— What you need to do —
Filter the entries below, keeping only lines with the word "warn".

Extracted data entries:
__________

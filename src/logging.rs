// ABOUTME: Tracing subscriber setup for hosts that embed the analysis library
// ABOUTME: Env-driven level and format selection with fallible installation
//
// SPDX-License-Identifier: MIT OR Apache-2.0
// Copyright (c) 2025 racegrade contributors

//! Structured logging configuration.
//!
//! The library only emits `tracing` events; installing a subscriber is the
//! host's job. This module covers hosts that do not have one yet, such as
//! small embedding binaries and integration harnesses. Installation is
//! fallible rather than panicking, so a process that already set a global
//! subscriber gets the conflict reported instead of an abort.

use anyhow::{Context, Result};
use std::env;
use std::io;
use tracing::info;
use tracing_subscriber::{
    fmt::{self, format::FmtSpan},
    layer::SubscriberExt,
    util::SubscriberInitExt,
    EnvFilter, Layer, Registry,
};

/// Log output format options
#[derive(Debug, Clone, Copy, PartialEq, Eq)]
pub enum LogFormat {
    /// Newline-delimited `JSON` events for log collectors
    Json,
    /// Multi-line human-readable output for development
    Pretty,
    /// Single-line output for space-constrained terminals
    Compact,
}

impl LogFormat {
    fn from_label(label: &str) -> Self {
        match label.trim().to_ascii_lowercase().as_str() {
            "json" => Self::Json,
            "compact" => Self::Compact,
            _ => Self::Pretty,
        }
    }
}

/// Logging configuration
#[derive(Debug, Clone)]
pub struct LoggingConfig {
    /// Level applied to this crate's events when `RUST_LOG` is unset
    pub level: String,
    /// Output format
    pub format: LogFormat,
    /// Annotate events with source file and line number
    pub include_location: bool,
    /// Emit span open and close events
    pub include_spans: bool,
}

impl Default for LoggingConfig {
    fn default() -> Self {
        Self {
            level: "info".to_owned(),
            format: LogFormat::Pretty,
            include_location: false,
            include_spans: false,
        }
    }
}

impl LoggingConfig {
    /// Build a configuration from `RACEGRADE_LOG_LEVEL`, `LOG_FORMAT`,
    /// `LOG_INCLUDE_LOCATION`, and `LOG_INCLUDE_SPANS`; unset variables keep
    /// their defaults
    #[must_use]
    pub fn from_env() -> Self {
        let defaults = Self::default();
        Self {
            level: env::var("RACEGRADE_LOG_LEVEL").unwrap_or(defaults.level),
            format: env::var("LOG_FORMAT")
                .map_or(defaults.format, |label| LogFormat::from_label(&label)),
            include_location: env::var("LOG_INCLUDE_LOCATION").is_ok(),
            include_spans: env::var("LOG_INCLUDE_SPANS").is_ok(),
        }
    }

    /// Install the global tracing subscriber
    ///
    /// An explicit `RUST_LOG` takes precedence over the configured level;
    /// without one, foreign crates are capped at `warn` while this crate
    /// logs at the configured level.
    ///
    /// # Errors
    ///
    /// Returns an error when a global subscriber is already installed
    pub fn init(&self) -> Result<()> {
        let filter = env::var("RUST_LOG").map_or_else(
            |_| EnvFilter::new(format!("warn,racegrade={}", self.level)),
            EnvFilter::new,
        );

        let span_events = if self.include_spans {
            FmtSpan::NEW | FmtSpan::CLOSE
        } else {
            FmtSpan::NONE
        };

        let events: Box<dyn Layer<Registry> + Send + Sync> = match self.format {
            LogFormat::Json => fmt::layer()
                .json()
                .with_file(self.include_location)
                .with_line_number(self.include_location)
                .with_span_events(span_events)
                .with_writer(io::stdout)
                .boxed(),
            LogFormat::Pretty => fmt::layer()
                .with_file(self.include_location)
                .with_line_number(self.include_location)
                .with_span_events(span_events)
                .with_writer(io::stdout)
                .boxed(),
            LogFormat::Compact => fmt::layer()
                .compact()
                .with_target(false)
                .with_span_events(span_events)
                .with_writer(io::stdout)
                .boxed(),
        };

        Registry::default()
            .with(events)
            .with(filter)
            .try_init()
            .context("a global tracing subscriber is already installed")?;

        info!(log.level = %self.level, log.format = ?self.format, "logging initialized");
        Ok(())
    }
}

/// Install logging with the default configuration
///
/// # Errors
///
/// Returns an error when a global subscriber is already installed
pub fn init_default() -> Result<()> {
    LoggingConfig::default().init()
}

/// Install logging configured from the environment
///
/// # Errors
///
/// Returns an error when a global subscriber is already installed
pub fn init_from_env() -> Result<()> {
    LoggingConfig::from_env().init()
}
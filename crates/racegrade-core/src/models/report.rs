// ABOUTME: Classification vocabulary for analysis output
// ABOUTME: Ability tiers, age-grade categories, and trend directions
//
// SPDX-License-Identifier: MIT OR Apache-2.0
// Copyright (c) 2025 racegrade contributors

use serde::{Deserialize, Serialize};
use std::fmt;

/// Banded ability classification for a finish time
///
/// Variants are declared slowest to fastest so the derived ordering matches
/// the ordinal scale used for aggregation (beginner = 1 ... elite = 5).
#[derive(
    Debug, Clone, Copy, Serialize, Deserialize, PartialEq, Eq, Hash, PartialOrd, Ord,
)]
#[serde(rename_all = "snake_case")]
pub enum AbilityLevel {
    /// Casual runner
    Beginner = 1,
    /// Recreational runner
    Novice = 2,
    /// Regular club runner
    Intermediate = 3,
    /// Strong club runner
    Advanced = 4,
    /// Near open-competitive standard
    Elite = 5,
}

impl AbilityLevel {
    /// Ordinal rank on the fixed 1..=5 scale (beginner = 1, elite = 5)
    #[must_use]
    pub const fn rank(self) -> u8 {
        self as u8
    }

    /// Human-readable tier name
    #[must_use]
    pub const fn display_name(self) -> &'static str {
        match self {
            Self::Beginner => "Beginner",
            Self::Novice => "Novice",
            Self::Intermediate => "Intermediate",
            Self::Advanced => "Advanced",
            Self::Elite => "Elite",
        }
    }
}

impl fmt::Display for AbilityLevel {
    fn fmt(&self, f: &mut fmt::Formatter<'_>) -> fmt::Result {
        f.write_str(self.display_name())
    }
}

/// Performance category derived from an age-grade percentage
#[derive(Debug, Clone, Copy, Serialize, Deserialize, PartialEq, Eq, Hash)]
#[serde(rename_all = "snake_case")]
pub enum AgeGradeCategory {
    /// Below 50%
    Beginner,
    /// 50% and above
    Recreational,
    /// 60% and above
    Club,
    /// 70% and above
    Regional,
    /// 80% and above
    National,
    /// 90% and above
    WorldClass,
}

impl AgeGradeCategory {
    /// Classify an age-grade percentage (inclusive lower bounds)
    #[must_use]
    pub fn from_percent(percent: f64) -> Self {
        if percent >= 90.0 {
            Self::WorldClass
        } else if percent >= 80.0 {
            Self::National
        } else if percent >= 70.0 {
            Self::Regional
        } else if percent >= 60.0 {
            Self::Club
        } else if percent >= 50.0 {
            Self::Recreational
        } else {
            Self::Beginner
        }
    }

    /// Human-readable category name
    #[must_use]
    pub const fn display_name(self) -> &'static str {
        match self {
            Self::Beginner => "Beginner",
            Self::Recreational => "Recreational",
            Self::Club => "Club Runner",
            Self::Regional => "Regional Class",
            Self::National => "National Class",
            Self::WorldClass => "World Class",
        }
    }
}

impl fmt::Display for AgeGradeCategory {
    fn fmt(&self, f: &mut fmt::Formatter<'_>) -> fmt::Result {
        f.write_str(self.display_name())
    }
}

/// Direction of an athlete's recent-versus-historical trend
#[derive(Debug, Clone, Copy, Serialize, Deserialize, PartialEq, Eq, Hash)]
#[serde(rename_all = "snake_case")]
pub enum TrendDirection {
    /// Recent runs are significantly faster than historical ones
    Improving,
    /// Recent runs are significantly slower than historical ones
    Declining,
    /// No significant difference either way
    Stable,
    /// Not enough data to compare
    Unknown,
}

__________

— Expected answer —
    /// without one, foreign crates are capped at `warn` while this crate
            |_| EnvFilter::new(format!("warn,racegrade={}", self.level)),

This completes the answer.